The team, though only comprising of concerned citizens and not experts in any related field urges concerned government agencies and NGO’s to give this document the highest priority in order to avoid large scale loss of life and property in the future. It also urges other bodies to independently verify the above findings in the whole of the subdivision since due to limitation of resources and time, the team could only survey a small portion of the subdivision and that too superficially.

It further recommends the following:-

a)A detailed study be carried out on the drainage pattern of rain water in the hills and a network of drains be planned and built in both urban and rural areas to channelize the huge amounts of storm water without damage to life and property.

b) Existing drains be broadened and maintained properly. All drains be cleaned at least once before the commencement of the monsoon period. It is also recommended that blockages of drains be cleared as soon as possible by local self help groups without waiting for government agencies/municipality to initiate action.

c)Jhoras are ultimately responsible in channelizing the entire water from the hills to rivers. Many of the sinking areas and much damage in the survey was observed adjacent to jhoras since most are in a state of disrepair. All jhoras may therefore be trained, strengthened and cleaned.

d) It is recommended that bamboo cultivation be avoided in landslide prone areas since it was evident that bamboo groves did not really bind the soil and had a counter productive role. Instead deep rooted trees which could hold soil be planted on active landslides and landslide prone areas.

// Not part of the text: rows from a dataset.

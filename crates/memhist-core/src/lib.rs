//! In-memory aggregation engine for memory-access history recording.
//!
//! A recorder streams in physical memory accesses, each tagged with a
//! monotonically non-decreasing transition id. A [`SliceBuilder`] groups them
//! into [`Chunk`]s covering contiguous physical ranges, merging chunks
//! whenever an access bridges them, under configurable limits that bound both
//! peak memory and worst-case chunk sizes. Freezing the builder yields a
//! [`Slice`]: an address-ordered set of non-overlapping chunks with the
//! transition bounding box observed during insertion.
//!
//! Every access is kept verbatim, in insertion order within its chunk, so the
//! persistence layer can re-emit the exact stream it was fed.

use std::collections::BTreeMap;
use std::ops::Bound;

use serde::{Deserialize, Serialize};

#[derive(Debug, Clone, thiserror::Error, Eq, PartialEq)]
pub enum AccessError {
    #[error("access size must be non-zero")]
    InvalidSize,
    #[error("access at {address:#x} with size {size} wraps around the 64-bit physical space")]
    AddressWrap { address: u64, size: u32 },
    #[error("transition {icount} is behind the slice's last transition {transition_last}")]
    BackwardTransition { icount: u64, transition_last: u64 },
}

/// A memory operation as recorded by the tracer.
///
/// The bit codes are part of the storage format and must stay stable.
/// `Execute` is recognized so trace formats can name it, but the history
/// store never persists it.
#[derive(Debug, Clone, Copy, Serialize, Deserialize, Eq, PartialEq, Hash)]
#[serde(rename_all = "snake_case")]
pub enum Operation {
    Execute = 0b001,
    Write = 0b010,
    Read = 0b100,
}

impl Operation {
    /// Stable code stored in the `operation` columns.
    #[must_use]
    pub fn code(self) -> u8 {
        self as u8
    }
}

/// One physical memory access observed at one transition.
///
/// `virtual_address` is `None` when the recorder could not resolve a linear
/// address for the access (e.g. physical DMA traffic).
#[derive(Debug, Clone, Serialize, Deserialize, Eq, PartialEq)]
pub struct MemoryAccess {
    pub transition_id: u64,
    pub physical_address: u64,
    pub size: u32,
    #[serde(default, skip_serializing_if = "Option::is_none")]
    pub virtual_address: Option<u64>,
    pub operation: Operation,
}
use crate::directives::DirectiveRegistry;
use crate::dom::{Document, NodeId};
use crate::expression::{CompiledExpression, CompiledTemplate, Env, EvalResult};
use crate::filters::FilterRegistry;
use crate::plan::{sign, Plan};
use sprig_common::FilterFn;
use sprig_parser::Delimiters;
use sprig_reactive::{Scope, Tag, Value};
use std::cell::{Ref, RefCell};
use std::collections::HashMap;
use std::rc::Rc;
use tracing::trace;

type Cache<T> = RefCell<HashMap<String, Rc<T>>>;

/// Directive catalog, filters and every cache derived from template text
pub struct Compiler {
    directives: DirectiveRegistry,
    filters: RefCell<FilterRegistry>,
    expressions: Cache<CompiledTemplate>,
    styles: Cache<CompiledTemplate>,
    interpolations: Cache<CompiledExpression>,
    statements: Cache<CompiledExpression>,
    /// Plans by sign; entries sharing a sign are told apart by their source
    plans: RefCell<HashMap<u32, Vec<Rc<Plan>>>>,
}

pub fn create_compiler(directives: DirectiveRegistry, filters: FilterRegistry) -> Rc<Compiler> {
    Rc::new(Compiler::new(directives, filters))
}

fn cached<T>(cache: &Cache<T>, source: &str, build: impl FnOnce() -> T) -> Rc<T> {
    if let Some(hit) = cache.borrow().get(source) {
        return hit.clone();
    }
    let compiled = Rc::new(build());
    cache
        .borrow_mut()
        .insert(source.to_string(), compiled.clone());
    compiled
}

impl Default for Compiler {
    fn default() -> Self {
        Self::new(DirectiveRegistry::new(), FilterRegistry::new())
    }
}

impl Compiler {
    pub fn new(directives: DirectiveRegistry, filters: FilterRegistry) -> Self {
        Self {
            directives,
            filters: RefCell::new(filters),
            expressions: Default::default(),
            styles: Default::default(),
            interpolations: Default::default(),
            statements: Default::default(),
            plans: Default::default(),
        }
    }

    pub fn directives(&self) -> &DirectiveRegistry {
        &self.directives
    }

    pub fn filters(&self) -> Ref<'_, FilterRegistry> {
        self.filters.borrow()
    }

    pub fn register_filter(&self, name: &str, filter: FilterFn) {
        self.filters.borrow_mut().insert(name, filter);
    }

    /// Interpolation template: literal runs and `{{ }}` segments
    pub fn expression(&self, source: &str) -> Rc<CompiledTemplate> {
        cached(&self.expressions, source, || {
            CompiledTemplate::template(source, Delimiters::MUSTACHE)
        })
    }

    /// Style sheet template with `{% %}` segments
    pub fn style_expression(&self, source: &str) -> Rc<CompiledTemplate> {
        cached(&self.styles, source, || {
            CompiledTemplate::template(source, Delimiters::STYLE)
        })
    }

    /// Single bare expression, as used in directive values
    pub fn interpolation(&self, source: &str) -> Rc<CompiledExpression> {
        cached(&self.interpolations, source, || {
            CompiledExpression::expression(source)
        })
    }

    /// `;`-separated statements for event handlers and `:exec`
    pub fn statements(&self, source: &str) -> Rc<CompiledExpression> {
        cached(&self.statements, source, || {
            CompiledExpression::statements(source)
        })
    }

    pub fn evaluate(&self, compiled: &CompiledExpression, scope: &Scope) -> Value {
        compiled.evaluate(&Env::new(scope, &self.filters()))
    }

    /// Evaluate with every write carrying `tag`
    pub fn evaluate_tagged(&self, compiled: &CompiledExpression, scope: &Scope, tag: Option<Tag>) -> Value {
        compiled.evaluate(&Env::new(scope, &self.filters()).with_tag(tag))
    }

    pub fn render(&self, compiled: &CompiledTemplate, scope: &Scope) -> Value {
        compiled.evaluate(&Env::new(scope, &self.filters()))
    }

    pub fn assign(
        &self,
        compiled: &CompiledExpression,
        value: Value,
        scope: &Scope,
        tag: Option<Tag>,
    ) -> EvalResult<()> {
        compiled.assign(value, &Env::new(scope, &self.filters()).with_tag(tag))
    }

    /// Compile plan of an element, cached by its structural sign
    pub fn plan(&self, document: &Document, node: NodeId) -> Rc<Plan> {
        let tag = document.tag(node).unwrap_or_default();
        let attributes = document.attributes(node);
        let key = match document.sign(node) {
            Some(key) => key,
            None => {
                let key = sign(&tag, &attributes);
                document.set_sign(node, Some(key));
                key
            }
        };

        let hit = self.plans.borrow().get(&key).and_then(|plans| {
            plans
                .iter()
                .find(|plan| plan.built_from(&tag, &attributes))
                .cloned()
        });
        if let Some(plan) = hit {
            trace!(sign = key, "plan cache hit");
            return plan;
        }
        let plan = Rc::new(Plan::build(&self.directives, &tag, &attributes));
        self.plans
            .borrow_mut()
            .entry(key)
            .or_default()
            .push(plan.clone());
        plan
    }

    pub fn cached_plans(&self) -> usize {
        self.plans.borrow().values().map(Vec::len).sum()
    }

    pub fn cached_expressions(&self) -> usize {
        self.expressions.borrow().len() + self.interpolations.borrow().len()
    }
}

e)Live disaster management exercises may be carried out by government agencies with the public both in rural and urban areas at least once a year to test the efficacy of the plan.

f) The Soil Conservation Dept was once very active in the past; working extensively in the catchment and sinking areas to conserve soil and prevent land slides. This maybe be taken up with renewed vigour.

g) The Social Forestry Dept must also be activated to educate people on the types of trees to be planted in landslide prone areas. Free saplings must be distributed in all such areas.

h) Many of the landslips were observed in the vicinity of recently constructed roads in rural areas; the fact that no drain had been constructed alongside the road and the walls of the newly excavated road were left without protection had made these new roads very susceptible to landslides. Suitable corrective measures maybe implemented.

j) Not withstanding the above, experts may be deputed from government agencies and NGOs to study the above issues and submit short and long term recommendations in order to avoid a catastrophe in the hills.


With the withdrawal of the monsoons and the onset of winters it is all too easy to forget the havoc and near disaster we have just experienced. Failure to act decisively and fast during the dry season (Oct-Apr) in all the affected areas however, may lead to a catastrophe on an unprecedented scale in the hills in the years to come.